■ Task statement ■
Each line starting at the one that contains "and user code" and ending at the one that contains "screen should be" must be returned exactly, and the rest of the listing is left out.
Start of Exercise inputs
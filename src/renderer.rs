//! Renderer: the double-buffered frame pipeline.
//!
//! The renderer owns the layered [`Buffer`] that widgets draw into, the
//! front [`Frame`] believed to be on screen, and the output sink. Each
//! [`Renderer::render`] flattens the buffer, diffs it against the front
//! frame, writes the result in a single `write_all`, and adopts the new
//! frame as the front.
//!
//! ```text
//! clear() ─▶ draw into buffer_mut() ─▶ render() / force_render() ─▶ flush()
//! ```
//!
//! Nothing here spawns threads or takes locks; exactly one frame is in
//! progress at a time because the owner drives every step.

use crate::buffer::diff::{render_diff, render_full, DiffResult};
use crate::buffer::{Buffer, Frame};
use crate::terminal::OutputBuffer;
use std::io::{self, Write};
use std::time::Instant;

/// Initial capacity of the escape-code accumulator.
const OUTPUT_CAPACITY: usize = 64 * 1024;

/// Render statistics for debugging/profiling.
#[derive(Debug, Clone, Default)]
pub struct RenderStats {
    /// Total frames rendered, including no-op frames.
    pub frames: u64,
    /// Frames drawn with a full redraw.
    pub full_redraws: u64,
    /// Total cells changed across all frames.
    pub cells_changed: u64,
    /// Total bytes written to the sink.
    pub bytes_written: u64,
    /// Smoothed render time in microseconds.
    pub avg_render_us: u64,
    /// Last render time in microseconds.
    pub last_render_us: u64,
}

impl RenderStats {
    fn record(&mut self, result: &DiffResult, bytes: usize, started: Instant) {
        self.frames += 1;
        self.cells_changed += result.cells_changed as u64;
        self.bytes_written += bytes as u64;
        self.last_render_us = u64::try_from(started.elapsed().as_micros()).unwrap_or(u64::MAX);

        // Smoothed average
        if self.avg_render_us == 0 {
            self.avg_render_us = self.last_render_us;
        } else {
            self.avg_render_us = (self.avg_render_us * 15 + self.last_render_us) / 16;
        }
    }
}

/// Where the hardware cursor should end up after a frame.
#[derive(Debug, Clone, Copy, PartialEq, Eq)]
enum CursorState {
    Hidden,
    At(u16, u16),
}

/// Double-buffered renderer writing to `W`.
pub struct Renderer<W: Write> {
    buffer: Buffer,
    front: Frame,
    back: Frame,
    output: OutputBuffer,
    sink: W,
    stats: RenderStats,
    cursor: CursorState,
    cursor_dirty: bool,
    needs_full_redraw: bool,
}

impl<W: Write> Renderer<W> {
    /// Create a renderer for a `width` x `height` screen with `depth`
    /// z-planes.
    ///
    /// The front frame starts empty, so the first [`Renderer::render`]
    /// behaves like a diff against a blank screen. Call
    /// [`Renderer::force_render`] first when the screen content is unknown.
    pub fn new(width: u16, height: u16, depth: u16, sink: W) -> Self {
        Self {
            buffer: Buffer::with_depth(width, height, depth),
            front: Frame::new(width, height),
            back: Frame::new(width, height),
            output: OutputBuffer::with_capacity(OUTPUT_CAPACITY),
            sink,
            stats: RenderStats::default(),
            cursor: CursorState::Hidden,
            cursor_dirty: false,
            needs_full_redraw: false,
        }
    }

    /// Reset every z-plane of the drawing buffer to empty cells.
    pub fn clear(&mut self) {
        self.buffer.clear();
    }

    /// The drawing buffer.
    pub const fn buffer(&self) -> &Buffer {
        &self.buffer
    }

    /// The drawing buffer, for widgets to draw into.
    pub fn buffer_mut(&mut self) -> &mut Buffer {
        &mut self.buffer
    }

    /// The frame last written to the sink.
    pub const fn front(&self) -> &Frame {
        &self.front
    }

    /// Accumulated statistics.
    pub const fn stats(&self) -> &RenderStats {
        &self.stats
    }

    /// The output sink.
    pub const fn sink(&self) -> &W {
        &self.sink
    }

    /// Screen size as `(width, height)`.
    pub const fn size(&self) -> (u16, u16) {
        (self.buffer.width(), self.buffer.height())
    }

    /// Diff the buffer against the front frame and write the changes.
    ///
    /// Writes nothing when nothing changed. After a [`Renderer::resize`]
    /// this performs a full redraw instead.
    ///
    /// # Errors
    ///
    /// Returns the sink's error; nothing is retried and the front frame is
    /// left unchanged.
    pub fn render(&mut self) -> io::Result<DiffResult> {
        if self.needs_full_redraw {
            return self.force_render();
        }
        let started = Instant::now();
        self.buffer.flatten_into(&mut self.back);
        self.output.clear();

        let result = render_diff(&self.front, &self.back, &mut self.output);
        self.finish_frame(&result, started)?;
        Ok(result)
    }

    /// Clear the screen and redraw every cell, ignoring the front frame.
    ///
    /// # Errors
    ///
    /// Returns the sink's error.
    pub fn force_render(&mut self) -> io::Result<DiffResult> {
        let started = Instant::now();
        self.buffer.flatten_into(&mut self.back);
        self.output.clear();
        self.output.clear_screen();

        let result = render_full(&self.back, &mut self.output);
        self.cursor_dirty = true;
        self.finish_frame(&result, started)?;
        self.needs_full_redraw = false;
        self.stats.full_redraws += 1;
        Ok(result)
    }

    fn finish_frame(&mut self, result: &DiffResult, started: Instant) -> io::Result<()> {
        // Writing cells moves the hardware cursor.
        if !self.output.is_empty() || self.cursor_dirty {
            match self.cursor {
                CursorState::At(x, y) => {
                    self.output.cursor_move(x, y);
                    self.output.cursor_show();
                }
                CursorState::Hidden if self.cursor_dirty => self.output.cursor_hide(),
                CursorState::Hidden => {}
            }
        }

        if !self.output.is_empty() {
            self.sink.write_all(self.output.as_bytes())?;
        }
        self.cursor_dirty = false;
        std::mem::swap(&mut self.front, &mut self.back);

        self.stats.record(result, self.output.len(), started);
        tracing::trace!(
            cells = result.cells_changed,
            cursor_moves = result.cursor_moves,
            style_changes = result.style_changes,
            bytes = self.output.len(),
            "frame rendered"
        );
        Ok(())
    }

    /// Flush the sink.
    ///
    /// # Errors
    ///
    /// Returns the sink's error.
    pub fn flush(&mut self) -> io::Result<()> {
        self.sink.flush()
    }

    /// Replace the buffers with empty ones of the new size.
    ///
    /// Drawn content is discarded and the next [`Renderer::render`] is a
    /// full redraw.
    pub fn resize(&mut self, width: u16, height: u16) {
        let depth = self.buffer.depth();
        self.buffer = Buffer::with_depth(width, height, depth);
        self.front = Frame::new(width, height);
        self.back = Frame::new(width, height);
        self.needs_full_redraw = true;
        tracing::debug!(width, height, "renderer resized");
    }

    /// Place a visible cursor at `(x, y)` after each frame.
    pub fn show_cursor_at(&mut self, x: u16, y: u16) {
        let next = CursorState::At(x, y);
        self.cursor_dirty |= self.cursor != next;
        self.cursor = next;
    }

    /// Keep the cursor hidden after each frame.
    pub fn hide_cursor(&mut self) {
        self.cursor_dirty |= self.cursor != CursorState::Hidden;
        self.cursor = CursorState::Hidden;
    }

    /// Consume the renderer and return the sink.
    pub fn into_sink(self) -> W {
        self.sink
    }
}

impl<W: Write> std::fmt::Debug for Renderer<W> {
    fn fmt(&self, f: &mut std::fmt::Formatter<'_>) -> std::fmt::Result {
        f.debug_struct("Renderer")
            .field("size", &self.size())
            .field("depth", &self.buffer.depth())
            .field("stats", &self.stats)
            .finish_non_exhaustive()
    }
}
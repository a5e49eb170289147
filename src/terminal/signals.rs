//! Signal Watcher: resize and termination signals as channel messages.
//!
//! The async-signal-safe handler only sets an atomic flag. A small thread
//! polls the flags and forwards each one it finds set as a [`SignalEvent`],
//! so the app loop can `select!` on signals next to input and ticks.

use crate::error::{Error, Result};
use crossbeam_channel::{Receiver, Sender, TrySendError};
use nix::sys::signal::{self, SaFlags, SigAction, SigHandler, SigSet, Signal};
use std::sync::atomic::{AtomicBool, Ordering};
use std::sync::Arc;
use std::thread::{self, JoinHandle};
use std::time::Duration;

static RESIZED: AtomicBool = AtomicBool::new(false);
static INTERRUPTED: AtomicBool = AtomicBool::new(false);
static TERMINATED: AtomicBool = AtomicBool::new(false);

const WATCHED: [Signal; 3] = [Signal::SIGWINCH, Signal::SIGINT, Signal::SIGTERM];

extern "C" fn on_signal(sig: libc::c_int) {
    let flag = match sig {
        libc::SIGWINCH => &RESIZED,
        libc::SIGINT => &INTERRUPTED,
        libc::SIGTERM => &TERMINATED,
        _ => return,
    };
    flag.store(true, Ordering::SeqCst);
}

/// A signal delivered to the process.
#[derive(Debug, Clone, Copy, PartialEq, Eq)]
pub enum SignalEvent {
    /// SIGWINCH: the window size changed.
    Resize,
    /// SIGINT.
    Interrupt,
    /// SIGTERM.
    Terminate,
}

/// Owns the installed handlers and the forwarding thread.
///
/// Dropping the watcher stops the thread and reinstates whatever handlers
/// were in place before [`SignalWatcher::spawn`].
pub struct SignalWatcher {
    handle: Option<JoinHandle<()>>,
    stop: Arc<AtomicBool>,
    previous: Vec<(Signal, SigAction)>,
}

impl SignalWatcher {
    /// Install handlers for SIGWINCH, SIGINT and SIGTERM and start
    /// forwarding. Flags are checked every `poll_interval`.
    #[allow(unsafe_code)]
    pub fn spawn(poll_interval: Duration) -> Result<(Self, Receiver<SignalEvent>)> {
        let action = SigAction::new(
            SigHandler::Handler(on_signal),
            SaFlags::SA_RESTART,
            SigSet::empty(),
        );
        let mut previous = Vec::with_capacity(WATCHED.len());
        for sig in WATCHED {
            // SAFETY: `on_signal` only stores to atomics, which is
            // async-signal-safe.
            match unsafe { signal::sigaction(sig, &action) } {
                Ok(old) => previous.push((sig, old)),
                Err(e) => {
                    restore_handlers(&previous);
                    return Err(Error::Signal(e));
                }
            }
        }

        // Stale flags from an earlier watcher would fire immediately.
        for flag in [&RESIZED, &INTERRUPTED, &TERMINATED] {
            flag.store(false, Ordering::SeqCst);
        }

        let (tx, rx) = crossbeam_channel::bounded(16);
        let stop = Arc::new(AtomicBool::new(false));
        let stop_clone = Arc::clone(&stop);
        let spawned = thread::Builder::new()
            .name("stratum-signals".to_string())
            .spawn(move || Self::run_loop(&tx, &stop_clone, poll_interval));
        let handle = match spawned {
            Ok(handle) => handle,
            Err(source) => {
                restore_handlers(&previous);
                return Err(Error::Spawn {
                    name: "stratum-signals",
                    source,
                });
            }
        };

        tracing::debug!("signal handlers installed");
        Ok((
            Self {
                handle: Some(handle),
                stop,
                previous,
            },
            rx,
        ))
    }

    /// Ask the forwarding thread to stop.
    pub fn shutdown(&self) {
        self.stop.store(true, Ordering::Relaxed);
    }

    /// Stop the thread, wait for it and reinstate the previous handlers.
    pub fn join(mut self) {
        self.finish();
    }

    fn finish(&mut self) {
        self.shutdown();
        if let Some(handle) = self.handle.take() {
            let _ = handle.join();
        }
        restore_handlers(&self.previous);
        self.previous.clear();
    }

    fn run_loop(tx: &Sender<SignalEvent>, stop: &AtomicBool, interval: Duration) {
        let sources = [
            (&RESIZED, SignalEvent::Resize),
            (&INTERRUPTED, SignalEvent::Interrupt),
            (&TERMINATED, SignalEvent::Terminate),
        ];
        while !stop.load(Ordering::Relaxed) {
            thread::sleep(interval);
            for (flag, event) in sources {
                if !flag.swap(false, Ordering::SeqCst) {
                    continue;
                }
                match tx.try_send(event) {
                    // A full channel already holds an undelivered signal.
                    Ok(()) | Err(TrySendError::Full(_)) => {}
                    Err(TrySendError::Disconnected(_)) => return,
                }
            }
        }
    }
}

#[allow(unsafe_code)]
fn restore_handlers(previous: &[(Signal, SigAction)]) {
    for (sig, action) in previous {
        // SAFETY: reinstating a handler that was installed before ours.
        if let Err(e) = unsafe { signal::sigaction(*sig, action) } {
            tracing::warn!(signal = ?sig, error = %e, "failed to restore signal handler");
        }
    }
}

impl Drop for SignalWatcher {
    fn drop(&mut self) {
        self.finish();
    }
}

impl std::fmt::Debug for SignalWatcher {
    fn fmt(&self, f: &mut std::fmt::Formatter<'_>) -> std::fmt::Result {
        f.debug_struct("SignalWatcher")
            .field("signals", &self.previous.iter().map(|(s, _)| *s).collect::<Vec<_>>())
            .field("stopped", &self.stop.load(Ordering::Relaxed))
            .finish()
    }
}
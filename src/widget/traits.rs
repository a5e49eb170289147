//! Widget trait and the text helpers shared by widget implementations.

use crate::buffer::{Buffer, Style};
use crate::input::Event;
use crate::layout::{Rect, Size};
use unicode_segmentation::UnicodeSegmentation;

/// A UI component that can be rendered to a buffer and handle input.
///
/// Widgets are handed their area (including the z-plane to draw on) at
/// render time; they keep no bounds of their own. All widgets implement
/// this trait, so containers hold them as `Box<dyn Widget>` and user code
/// can add new kinds freely.
pub trait Widget {
    /// Draw into `buffer`, staying inside `area` on plane `area.z`.
    fn render(&self, buffer: &mut Buffer, area: Rect);

    /// Handle an input event.
    ///
    /// Returns `true` if the event was consumed (and the screen should be
    /// redrawn), `false` if it should propagate to other widgets.
    fn handle_event(&mut self, _event: &Event) -> bool {
        false
    }

    /// Size the widget would like to have.
    fn preferred_size(&self) -> Size;

    /// Smallest size the widget can render in.
    fn minimum_size(&self) -> Size {
        Size::new(1, 1)
    }

    /// Whether the widget has keyboard focus.
    fn is_focused(&self) -> bool {
        false
    }

    /// Give or take keyboard focus. Ignored by non-interactive widgets.
    fn set_focused(&mut self, _focused: bool) {}

    /// Whether the widget can take focus.
    fn is_interactive(&self) -> bool {
        false
    }
}

/// Display width of `text` in cells: one cell per grapheme cluster.
pub fn text_width(text: &str) -> usize {
    text.graphemes(true).count()
}

/// Truncate `text` to at most `width` cells.
pub fn truncate(text: &str, width: usize) -> &str {
    match text.grapheme_indices(true).nth(width) {
        Some((end, _)) => &text[..end],
        None => text,
    }
}

/// Draw `text` one grapheme per cell, at most `max_width` cells.
///
/// A cell holds a single `char`, so a multi-codepoint grapheme is drawn as
/// its base character.
pub(crate) fn draw_graphemes(
    buffer: &mut Buffer,
    x: u16,
    y: u16,
    z: u16,
    text: &str,
    style: Style,
    max_width: usize,
) {
    let chars: String = text
        .graphemes(true)
        .take(max_width)
        .filter_map(|g| g.chars().next())
        .collect();
    buffer.draw_text(i32::from(x), i32::from(y), i32::from(z), &chars, style);
}

/// First visible row so that `cursor` lies inside a window of `visible`
/// rows, moving `offset` as little as possible.
pub(crate) const fn scroll_into_view(offset: usize, cursor: usize, visible: usize) -> usize {
    if visible == 0 || cursor < offset {
        cursor
    } else if cursor >= offset + visible {
        cursor + 1 - visible
    } else {
        offset
    }
}

#[cfg(test)]
mod tests {
    use super::*;

    #[test]
    fn test_text_width_counts_graphemes() {
        assert_eq!(text_width("abc"), 3);
        assert_eq!(text_width("e\u{301}x"), 2);
        assert_eq!(text_width(""), 0);
    }

    #[test]
    fn test_truncate() {
        assert_eq!(truncate("hello", 3), "hel");
        assert_eq!(truncate("hi", 5), "hi");
        assert_eq!(truncate("e\u{301}xy", 1), "e\u{301}");
    }

    #[test]
    fn test_draw_graphemes_clips() {
        let mut buffer = Buffer::new(10, 1);
        draw_graphemes(&mut buffer, 1, 0, 0, "e\u{301}xyz", Style::DEFAULT, 3);
        assert_eq!(buffer.flatten().row_text(0), " exy      ");
    }

    #[test]
    fn test_scroll_into_view() {
        assert_eq!(scroll_into_view(0, 3, 5), 0);
        assert_eq!(scroll_into_view(0, 7, 5), 3);
        assert_eq!(scroll_into_view(4, 2, 5), 2);
        assert_eq!(scroll_into_view(4, 2, 0), 2);
    }
}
End of Exercise inputs
■ Written solution ■
/// this trait, so containers hold them as `Box<dyn Widget>` and user code
/// can add new kinds freely.
pub trait Widget {
    /// Draw into `buffer`, staying inside `area` on plane `area.z`.
    fn render(&self, buffer: &mut Buffer, area: Rect);

    /// Handle an input event.
    ///
    /// Returns `true` if the event was consumed (and the screen should be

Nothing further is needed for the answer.